■ Collected data
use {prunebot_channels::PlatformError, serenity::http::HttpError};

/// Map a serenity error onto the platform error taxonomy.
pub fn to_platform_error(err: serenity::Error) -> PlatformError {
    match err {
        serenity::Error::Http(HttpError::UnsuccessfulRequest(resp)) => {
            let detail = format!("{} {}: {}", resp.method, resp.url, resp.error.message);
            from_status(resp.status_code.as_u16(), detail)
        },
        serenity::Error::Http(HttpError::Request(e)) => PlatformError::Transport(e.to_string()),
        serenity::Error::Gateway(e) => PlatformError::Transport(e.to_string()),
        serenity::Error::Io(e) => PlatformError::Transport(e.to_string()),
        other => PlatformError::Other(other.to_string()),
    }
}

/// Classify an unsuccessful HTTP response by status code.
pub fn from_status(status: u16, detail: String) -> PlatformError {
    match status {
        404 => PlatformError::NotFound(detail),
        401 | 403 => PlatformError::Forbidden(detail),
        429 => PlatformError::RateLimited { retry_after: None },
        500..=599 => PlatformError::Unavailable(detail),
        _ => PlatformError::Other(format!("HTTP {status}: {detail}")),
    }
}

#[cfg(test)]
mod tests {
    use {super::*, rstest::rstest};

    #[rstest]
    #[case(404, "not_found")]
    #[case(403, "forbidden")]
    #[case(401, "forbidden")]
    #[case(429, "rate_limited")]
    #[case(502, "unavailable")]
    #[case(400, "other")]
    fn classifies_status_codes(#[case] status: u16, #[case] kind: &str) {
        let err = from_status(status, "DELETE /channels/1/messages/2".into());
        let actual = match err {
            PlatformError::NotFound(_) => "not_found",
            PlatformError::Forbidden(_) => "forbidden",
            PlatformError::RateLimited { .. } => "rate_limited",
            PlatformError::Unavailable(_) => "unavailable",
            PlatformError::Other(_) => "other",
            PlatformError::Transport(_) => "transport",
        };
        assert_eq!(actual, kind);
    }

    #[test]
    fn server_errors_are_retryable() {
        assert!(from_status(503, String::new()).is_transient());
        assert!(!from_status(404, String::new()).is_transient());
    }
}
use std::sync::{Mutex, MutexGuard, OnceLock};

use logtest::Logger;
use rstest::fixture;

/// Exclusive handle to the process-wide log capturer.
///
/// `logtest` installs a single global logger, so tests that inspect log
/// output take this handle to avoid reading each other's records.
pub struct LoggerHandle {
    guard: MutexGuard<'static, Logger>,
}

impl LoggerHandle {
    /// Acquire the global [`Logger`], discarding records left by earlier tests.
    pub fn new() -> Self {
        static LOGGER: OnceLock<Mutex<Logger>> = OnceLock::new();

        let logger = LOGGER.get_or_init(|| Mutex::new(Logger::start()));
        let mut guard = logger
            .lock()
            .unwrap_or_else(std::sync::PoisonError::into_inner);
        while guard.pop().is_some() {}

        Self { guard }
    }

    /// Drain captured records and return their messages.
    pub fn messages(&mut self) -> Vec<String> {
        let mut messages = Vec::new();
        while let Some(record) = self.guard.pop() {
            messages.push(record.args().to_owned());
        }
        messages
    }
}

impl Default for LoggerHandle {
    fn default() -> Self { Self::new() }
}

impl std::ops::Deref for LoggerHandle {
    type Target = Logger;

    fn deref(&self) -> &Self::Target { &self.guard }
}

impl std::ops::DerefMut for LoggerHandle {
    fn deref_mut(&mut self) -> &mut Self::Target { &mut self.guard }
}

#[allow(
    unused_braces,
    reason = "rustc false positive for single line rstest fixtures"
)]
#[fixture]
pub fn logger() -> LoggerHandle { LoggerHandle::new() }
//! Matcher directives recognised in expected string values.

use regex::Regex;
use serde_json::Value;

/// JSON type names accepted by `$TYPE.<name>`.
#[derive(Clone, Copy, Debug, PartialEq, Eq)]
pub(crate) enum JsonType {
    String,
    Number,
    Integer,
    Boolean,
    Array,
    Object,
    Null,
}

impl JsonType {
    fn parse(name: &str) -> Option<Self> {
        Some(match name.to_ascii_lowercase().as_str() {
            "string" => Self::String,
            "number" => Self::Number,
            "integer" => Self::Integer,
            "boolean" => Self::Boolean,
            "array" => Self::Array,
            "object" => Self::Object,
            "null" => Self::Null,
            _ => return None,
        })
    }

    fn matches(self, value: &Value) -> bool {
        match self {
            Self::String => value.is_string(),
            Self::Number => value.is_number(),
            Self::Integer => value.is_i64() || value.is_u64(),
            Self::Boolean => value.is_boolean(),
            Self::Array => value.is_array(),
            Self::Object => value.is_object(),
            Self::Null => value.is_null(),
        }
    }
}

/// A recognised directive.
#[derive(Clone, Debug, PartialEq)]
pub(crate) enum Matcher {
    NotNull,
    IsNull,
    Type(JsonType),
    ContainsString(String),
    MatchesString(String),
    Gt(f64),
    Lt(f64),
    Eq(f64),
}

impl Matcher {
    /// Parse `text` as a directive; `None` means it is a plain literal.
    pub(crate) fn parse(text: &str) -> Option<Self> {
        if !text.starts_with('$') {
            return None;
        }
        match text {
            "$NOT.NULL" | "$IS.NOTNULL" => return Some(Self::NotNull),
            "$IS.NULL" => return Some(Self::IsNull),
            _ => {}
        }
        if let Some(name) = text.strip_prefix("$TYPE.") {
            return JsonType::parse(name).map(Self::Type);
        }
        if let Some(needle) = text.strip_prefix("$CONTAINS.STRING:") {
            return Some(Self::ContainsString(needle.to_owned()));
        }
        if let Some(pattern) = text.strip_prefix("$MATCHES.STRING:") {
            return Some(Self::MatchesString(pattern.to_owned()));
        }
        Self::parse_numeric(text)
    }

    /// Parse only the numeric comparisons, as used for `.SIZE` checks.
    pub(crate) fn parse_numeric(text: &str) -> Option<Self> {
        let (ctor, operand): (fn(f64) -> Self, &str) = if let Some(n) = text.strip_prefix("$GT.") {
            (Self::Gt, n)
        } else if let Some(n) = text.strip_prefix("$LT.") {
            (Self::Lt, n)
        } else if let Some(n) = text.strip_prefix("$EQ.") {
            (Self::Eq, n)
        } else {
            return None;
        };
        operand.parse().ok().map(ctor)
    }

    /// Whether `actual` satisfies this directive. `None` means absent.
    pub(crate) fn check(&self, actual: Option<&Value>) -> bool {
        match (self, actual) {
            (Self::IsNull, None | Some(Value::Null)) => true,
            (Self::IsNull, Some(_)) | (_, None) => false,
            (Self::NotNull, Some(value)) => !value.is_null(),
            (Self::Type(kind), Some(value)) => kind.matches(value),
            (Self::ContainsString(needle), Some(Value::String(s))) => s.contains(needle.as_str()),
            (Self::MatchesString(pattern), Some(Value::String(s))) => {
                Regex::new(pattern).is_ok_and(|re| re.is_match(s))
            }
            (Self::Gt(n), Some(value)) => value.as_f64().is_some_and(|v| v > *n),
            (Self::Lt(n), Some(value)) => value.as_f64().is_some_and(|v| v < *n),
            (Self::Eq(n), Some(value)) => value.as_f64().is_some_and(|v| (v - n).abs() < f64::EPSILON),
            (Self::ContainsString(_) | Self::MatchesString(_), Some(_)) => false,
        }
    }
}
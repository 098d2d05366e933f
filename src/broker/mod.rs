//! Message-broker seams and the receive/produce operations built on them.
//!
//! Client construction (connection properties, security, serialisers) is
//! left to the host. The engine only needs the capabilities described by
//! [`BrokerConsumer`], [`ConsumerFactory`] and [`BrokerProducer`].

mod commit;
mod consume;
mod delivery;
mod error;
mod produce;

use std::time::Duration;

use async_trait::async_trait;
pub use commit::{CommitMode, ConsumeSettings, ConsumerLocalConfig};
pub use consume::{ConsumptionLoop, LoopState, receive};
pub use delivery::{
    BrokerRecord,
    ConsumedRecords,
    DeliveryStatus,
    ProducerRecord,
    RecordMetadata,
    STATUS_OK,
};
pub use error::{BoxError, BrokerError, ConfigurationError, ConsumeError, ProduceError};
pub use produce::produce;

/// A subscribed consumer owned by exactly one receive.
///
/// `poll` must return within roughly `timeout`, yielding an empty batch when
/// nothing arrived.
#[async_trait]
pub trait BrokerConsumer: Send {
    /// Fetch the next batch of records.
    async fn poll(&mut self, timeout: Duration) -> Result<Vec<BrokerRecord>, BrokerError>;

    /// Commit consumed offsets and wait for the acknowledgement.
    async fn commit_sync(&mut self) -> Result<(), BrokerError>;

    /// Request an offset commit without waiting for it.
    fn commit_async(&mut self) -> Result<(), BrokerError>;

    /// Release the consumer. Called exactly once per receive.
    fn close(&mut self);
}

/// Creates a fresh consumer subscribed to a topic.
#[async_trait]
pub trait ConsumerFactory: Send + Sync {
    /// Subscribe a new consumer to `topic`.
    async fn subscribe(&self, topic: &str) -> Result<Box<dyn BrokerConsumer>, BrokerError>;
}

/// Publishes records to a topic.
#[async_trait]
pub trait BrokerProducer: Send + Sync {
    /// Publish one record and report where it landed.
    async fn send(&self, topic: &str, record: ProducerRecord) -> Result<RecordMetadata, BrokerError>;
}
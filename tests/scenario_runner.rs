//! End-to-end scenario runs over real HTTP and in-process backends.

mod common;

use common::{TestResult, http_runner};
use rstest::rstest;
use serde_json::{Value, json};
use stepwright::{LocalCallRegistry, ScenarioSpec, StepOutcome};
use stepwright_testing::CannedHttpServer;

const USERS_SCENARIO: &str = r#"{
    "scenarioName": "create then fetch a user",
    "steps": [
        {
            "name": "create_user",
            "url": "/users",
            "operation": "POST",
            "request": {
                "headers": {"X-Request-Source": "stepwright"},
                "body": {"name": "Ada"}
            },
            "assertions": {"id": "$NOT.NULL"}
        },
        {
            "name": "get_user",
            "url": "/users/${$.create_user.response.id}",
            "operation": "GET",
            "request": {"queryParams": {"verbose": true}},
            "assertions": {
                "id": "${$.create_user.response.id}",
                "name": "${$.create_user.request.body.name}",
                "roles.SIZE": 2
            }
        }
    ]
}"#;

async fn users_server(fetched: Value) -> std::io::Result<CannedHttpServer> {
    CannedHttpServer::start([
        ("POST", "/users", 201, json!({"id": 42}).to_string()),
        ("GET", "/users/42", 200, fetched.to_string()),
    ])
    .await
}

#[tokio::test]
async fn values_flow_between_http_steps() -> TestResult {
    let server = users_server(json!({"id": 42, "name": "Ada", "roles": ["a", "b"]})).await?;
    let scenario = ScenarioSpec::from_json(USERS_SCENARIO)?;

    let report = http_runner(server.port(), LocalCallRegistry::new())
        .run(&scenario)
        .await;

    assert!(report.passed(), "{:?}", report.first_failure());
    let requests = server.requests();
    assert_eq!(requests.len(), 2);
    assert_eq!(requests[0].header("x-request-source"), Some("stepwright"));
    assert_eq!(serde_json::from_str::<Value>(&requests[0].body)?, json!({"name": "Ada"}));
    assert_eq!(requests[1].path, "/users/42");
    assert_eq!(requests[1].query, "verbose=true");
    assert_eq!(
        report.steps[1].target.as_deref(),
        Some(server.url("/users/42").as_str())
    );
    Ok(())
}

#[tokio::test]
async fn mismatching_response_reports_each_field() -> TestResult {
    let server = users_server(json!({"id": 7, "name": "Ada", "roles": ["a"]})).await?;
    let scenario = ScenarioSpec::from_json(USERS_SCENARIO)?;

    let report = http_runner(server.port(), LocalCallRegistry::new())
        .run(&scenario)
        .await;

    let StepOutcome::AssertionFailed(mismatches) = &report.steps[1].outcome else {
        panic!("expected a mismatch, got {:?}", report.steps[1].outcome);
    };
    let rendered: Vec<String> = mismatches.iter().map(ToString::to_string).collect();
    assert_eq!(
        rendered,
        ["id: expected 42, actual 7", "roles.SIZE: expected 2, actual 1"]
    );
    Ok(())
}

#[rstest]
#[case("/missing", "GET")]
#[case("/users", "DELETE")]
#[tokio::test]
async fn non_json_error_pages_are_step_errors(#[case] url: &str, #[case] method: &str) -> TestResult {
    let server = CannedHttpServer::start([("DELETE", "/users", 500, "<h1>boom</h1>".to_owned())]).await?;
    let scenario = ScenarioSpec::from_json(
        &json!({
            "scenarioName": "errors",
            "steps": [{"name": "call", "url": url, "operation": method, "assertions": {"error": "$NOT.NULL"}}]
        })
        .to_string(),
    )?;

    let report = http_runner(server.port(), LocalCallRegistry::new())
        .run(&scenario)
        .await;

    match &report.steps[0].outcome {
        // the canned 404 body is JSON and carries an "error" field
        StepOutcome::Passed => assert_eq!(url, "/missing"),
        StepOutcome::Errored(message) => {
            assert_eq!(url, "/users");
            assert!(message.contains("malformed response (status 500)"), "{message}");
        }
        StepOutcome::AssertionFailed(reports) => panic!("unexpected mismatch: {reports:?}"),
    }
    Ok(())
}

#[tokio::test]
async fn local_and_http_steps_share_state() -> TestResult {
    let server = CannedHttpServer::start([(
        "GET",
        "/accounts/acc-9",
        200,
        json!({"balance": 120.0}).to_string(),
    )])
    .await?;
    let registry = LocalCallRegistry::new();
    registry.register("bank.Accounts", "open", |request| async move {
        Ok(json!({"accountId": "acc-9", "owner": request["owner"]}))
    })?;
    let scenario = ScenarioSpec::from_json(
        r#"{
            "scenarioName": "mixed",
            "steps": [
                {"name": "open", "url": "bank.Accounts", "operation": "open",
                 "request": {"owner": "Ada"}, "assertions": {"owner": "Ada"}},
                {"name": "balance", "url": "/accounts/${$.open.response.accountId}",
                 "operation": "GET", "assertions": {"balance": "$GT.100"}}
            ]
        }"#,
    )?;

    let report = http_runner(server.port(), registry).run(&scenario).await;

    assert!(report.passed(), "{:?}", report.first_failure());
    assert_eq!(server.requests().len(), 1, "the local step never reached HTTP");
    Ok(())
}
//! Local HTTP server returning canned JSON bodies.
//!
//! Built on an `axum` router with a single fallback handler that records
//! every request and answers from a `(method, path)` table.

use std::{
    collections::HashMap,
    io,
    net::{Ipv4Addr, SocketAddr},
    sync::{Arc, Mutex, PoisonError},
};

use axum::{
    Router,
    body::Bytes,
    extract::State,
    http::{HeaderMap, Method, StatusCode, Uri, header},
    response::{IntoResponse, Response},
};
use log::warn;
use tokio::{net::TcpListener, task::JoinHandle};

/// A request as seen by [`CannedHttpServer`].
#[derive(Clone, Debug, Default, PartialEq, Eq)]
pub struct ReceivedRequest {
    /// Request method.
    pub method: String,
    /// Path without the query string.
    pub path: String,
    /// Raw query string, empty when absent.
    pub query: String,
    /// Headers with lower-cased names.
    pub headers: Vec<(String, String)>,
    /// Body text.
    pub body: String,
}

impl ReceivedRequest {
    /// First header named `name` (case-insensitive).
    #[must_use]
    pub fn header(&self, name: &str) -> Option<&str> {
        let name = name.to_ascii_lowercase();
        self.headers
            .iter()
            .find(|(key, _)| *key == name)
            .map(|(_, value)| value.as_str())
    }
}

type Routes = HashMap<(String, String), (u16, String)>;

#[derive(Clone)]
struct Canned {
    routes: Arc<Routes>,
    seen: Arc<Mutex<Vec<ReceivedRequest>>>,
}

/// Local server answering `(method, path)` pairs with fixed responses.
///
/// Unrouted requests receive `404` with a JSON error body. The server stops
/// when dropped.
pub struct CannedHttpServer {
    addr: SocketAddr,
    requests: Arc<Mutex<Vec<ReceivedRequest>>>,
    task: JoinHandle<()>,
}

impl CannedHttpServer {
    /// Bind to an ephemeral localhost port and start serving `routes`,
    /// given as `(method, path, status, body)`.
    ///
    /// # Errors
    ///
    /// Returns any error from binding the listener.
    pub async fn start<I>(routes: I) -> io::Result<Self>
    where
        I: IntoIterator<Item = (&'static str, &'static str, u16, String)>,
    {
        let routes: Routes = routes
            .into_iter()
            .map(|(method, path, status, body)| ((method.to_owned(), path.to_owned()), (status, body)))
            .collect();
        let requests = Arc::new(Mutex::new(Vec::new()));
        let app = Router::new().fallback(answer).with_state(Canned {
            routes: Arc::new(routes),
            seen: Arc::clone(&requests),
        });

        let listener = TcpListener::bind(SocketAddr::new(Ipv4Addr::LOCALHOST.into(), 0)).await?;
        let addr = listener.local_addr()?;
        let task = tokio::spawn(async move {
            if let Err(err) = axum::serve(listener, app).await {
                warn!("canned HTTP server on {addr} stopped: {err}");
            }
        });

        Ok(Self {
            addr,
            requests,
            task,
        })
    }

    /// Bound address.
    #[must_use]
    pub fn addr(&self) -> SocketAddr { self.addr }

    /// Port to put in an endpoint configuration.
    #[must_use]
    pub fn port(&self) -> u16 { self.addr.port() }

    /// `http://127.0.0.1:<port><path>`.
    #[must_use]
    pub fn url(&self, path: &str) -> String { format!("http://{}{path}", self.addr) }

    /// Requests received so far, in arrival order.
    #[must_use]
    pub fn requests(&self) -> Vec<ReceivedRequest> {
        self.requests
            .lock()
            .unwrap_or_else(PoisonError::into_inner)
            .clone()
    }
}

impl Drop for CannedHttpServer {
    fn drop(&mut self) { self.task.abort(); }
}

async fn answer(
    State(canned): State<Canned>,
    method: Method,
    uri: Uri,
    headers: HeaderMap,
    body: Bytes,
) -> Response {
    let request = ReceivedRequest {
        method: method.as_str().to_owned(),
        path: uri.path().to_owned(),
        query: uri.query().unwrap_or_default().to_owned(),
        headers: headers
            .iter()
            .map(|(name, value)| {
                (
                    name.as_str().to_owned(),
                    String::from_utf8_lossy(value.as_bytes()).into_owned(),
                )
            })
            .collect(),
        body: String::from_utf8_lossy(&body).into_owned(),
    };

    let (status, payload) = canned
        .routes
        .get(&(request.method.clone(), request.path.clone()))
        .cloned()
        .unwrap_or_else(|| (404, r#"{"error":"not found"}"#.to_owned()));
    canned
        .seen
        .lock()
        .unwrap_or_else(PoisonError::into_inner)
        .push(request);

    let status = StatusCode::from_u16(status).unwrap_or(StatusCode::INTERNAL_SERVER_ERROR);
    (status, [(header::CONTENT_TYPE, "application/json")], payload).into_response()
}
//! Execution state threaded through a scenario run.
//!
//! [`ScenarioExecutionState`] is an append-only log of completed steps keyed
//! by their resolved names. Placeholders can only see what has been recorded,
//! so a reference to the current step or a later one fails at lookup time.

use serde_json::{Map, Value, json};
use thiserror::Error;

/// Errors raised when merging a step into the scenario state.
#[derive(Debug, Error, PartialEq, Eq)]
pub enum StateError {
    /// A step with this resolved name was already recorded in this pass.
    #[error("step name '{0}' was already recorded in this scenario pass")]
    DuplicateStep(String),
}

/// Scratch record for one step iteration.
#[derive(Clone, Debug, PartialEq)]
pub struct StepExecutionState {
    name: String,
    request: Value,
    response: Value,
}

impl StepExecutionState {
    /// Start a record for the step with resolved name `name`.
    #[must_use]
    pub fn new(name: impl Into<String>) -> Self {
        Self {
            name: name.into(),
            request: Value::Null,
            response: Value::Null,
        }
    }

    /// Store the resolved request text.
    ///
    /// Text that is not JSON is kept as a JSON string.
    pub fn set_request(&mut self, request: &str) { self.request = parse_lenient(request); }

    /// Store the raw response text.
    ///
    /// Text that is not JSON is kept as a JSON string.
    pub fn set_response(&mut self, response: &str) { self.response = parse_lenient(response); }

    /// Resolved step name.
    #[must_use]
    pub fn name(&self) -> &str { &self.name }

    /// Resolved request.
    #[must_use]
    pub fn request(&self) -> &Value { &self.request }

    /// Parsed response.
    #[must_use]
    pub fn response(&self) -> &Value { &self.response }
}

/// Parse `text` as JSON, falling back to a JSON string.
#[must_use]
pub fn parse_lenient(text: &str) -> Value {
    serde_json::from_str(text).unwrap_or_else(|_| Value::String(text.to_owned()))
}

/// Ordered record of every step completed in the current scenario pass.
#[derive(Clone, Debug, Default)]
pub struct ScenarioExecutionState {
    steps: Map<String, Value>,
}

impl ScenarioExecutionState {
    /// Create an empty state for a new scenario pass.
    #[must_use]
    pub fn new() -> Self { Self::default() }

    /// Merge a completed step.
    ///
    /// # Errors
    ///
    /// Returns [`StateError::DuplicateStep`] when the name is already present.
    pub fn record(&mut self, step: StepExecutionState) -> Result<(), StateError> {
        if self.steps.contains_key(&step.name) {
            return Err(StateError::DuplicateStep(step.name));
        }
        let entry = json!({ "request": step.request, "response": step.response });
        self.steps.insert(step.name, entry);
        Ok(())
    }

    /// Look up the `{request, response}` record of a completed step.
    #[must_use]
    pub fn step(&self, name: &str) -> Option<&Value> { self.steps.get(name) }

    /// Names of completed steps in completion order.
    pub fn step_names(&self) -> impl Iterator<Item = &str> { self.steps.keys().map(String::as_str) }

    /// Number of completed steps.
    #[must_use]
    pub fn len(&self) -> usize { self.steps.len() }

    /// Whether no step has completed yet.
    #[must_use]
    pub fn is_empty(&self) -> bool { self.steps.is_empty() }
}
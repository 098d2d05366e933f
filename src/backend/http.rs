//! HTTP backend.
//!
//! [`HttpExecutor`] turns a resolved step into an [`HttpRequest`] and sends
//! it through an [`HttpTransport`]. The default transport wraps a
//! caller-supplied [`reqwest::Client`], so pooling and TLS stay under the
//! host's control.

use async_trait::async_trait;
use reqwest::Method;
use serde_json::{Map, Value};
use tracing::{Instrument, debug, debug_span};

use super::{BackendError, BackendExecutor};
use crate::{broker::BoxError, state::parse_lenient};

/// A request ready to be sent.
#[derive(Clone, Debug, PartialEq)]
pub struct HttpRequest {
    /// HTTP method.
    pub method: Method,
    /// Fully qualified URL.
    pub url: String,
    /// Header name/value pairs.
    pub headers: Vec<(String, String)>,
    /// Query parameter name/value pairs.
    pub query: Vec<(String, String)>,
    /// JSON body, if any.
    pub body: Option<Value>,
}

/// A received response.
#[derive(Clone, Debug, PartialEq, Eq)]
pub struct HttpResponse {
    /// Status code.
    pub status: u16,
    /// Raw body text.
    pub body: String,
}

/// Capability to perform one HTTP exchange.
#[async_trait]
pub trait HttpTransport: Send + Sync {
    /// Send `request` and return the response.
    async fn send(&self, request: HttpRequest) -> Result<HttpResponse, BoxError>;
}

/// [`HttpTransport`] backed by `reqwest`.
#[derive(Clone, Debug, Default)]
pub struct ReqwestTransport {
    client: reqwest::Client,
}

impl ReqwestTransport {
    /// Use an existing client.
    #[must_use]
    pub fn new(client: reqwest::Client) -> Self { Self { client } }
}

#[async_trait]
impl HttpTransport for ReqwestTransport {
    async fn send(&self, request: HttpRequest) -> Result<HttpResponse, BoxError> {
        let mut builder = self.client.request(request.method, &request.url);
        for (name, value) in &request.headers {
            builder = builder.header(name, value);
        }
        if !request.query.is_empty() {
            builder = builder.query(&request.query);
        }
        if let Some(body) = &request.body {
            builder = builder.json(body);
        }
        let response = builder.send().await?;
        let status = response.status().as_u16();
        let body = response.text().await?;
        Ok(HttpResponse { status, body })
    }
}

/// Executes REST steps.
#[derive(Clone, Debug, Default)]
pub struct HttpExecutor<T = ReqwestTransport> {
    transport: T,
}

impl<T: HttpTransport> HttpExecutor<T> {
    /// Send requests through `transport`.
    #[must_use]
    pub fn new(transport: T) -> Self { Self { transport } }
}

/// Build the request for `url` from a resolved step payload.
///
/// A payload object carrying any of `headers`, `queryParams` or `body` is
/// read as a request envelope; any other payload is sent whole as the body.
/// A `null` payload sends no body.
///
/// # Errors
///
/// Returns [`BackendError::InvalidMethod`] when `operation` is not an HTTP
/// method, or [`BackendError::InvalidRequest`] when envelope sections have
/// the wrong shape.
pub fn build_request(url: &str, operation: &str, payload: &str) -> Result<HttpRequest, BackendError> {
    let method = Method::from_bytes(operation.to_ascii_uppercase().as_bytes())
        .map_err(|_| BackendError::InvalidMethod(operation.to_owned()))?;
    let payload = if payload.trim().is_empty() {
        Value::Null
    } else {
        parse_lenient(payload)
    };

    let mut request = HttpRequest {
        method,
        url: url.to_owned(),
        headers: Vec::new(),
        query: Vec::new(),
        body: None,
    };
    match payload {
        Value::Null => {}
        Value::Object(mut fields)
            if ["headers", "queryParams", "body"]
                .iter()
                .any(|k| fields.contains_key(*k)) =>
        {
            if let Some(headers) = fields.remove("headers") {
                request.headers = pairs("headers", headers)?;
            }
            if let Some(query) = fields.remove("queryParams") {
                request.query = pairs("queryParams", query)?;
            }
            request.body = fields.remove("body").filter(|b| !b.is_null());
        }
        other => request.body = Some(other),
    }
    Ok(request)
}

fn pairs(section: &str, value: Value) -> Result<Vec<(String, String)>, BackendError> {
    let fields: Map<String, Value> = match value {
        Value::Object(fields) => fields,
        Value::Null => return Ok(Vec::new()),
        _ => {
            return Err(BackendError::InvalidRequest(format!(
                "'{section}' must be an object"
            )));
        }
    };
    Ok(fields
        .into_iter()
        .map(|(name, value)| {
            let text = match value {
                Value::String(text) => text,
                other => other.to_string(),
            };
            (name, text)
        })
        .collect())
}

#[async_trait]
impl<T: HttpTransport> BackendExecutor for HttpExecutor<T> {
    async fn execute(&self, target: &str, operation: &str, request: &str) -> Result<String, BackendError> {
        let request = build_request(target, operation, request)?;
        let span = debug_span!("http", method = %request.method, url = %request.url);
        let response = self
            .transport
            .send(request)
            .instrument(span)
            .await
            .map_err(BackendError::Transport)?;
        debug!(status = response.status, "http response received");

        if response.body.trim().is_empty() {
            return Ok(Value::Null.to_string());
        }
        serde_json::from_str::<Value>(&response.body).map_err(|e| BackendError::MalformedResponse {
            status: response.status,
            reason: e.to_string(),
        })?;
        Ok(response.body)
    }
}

■ Task directions
Search the records for the word "AssertionFailed" and copy out every line that holds it.

■ Answer
    let StepOutcome::AssertionFailed(mismatches) = &report.steps[1].outcome else {
        StepOutcome::AssertionFailed(reports) => panic!("unexpected mismatch: {reports:?}"),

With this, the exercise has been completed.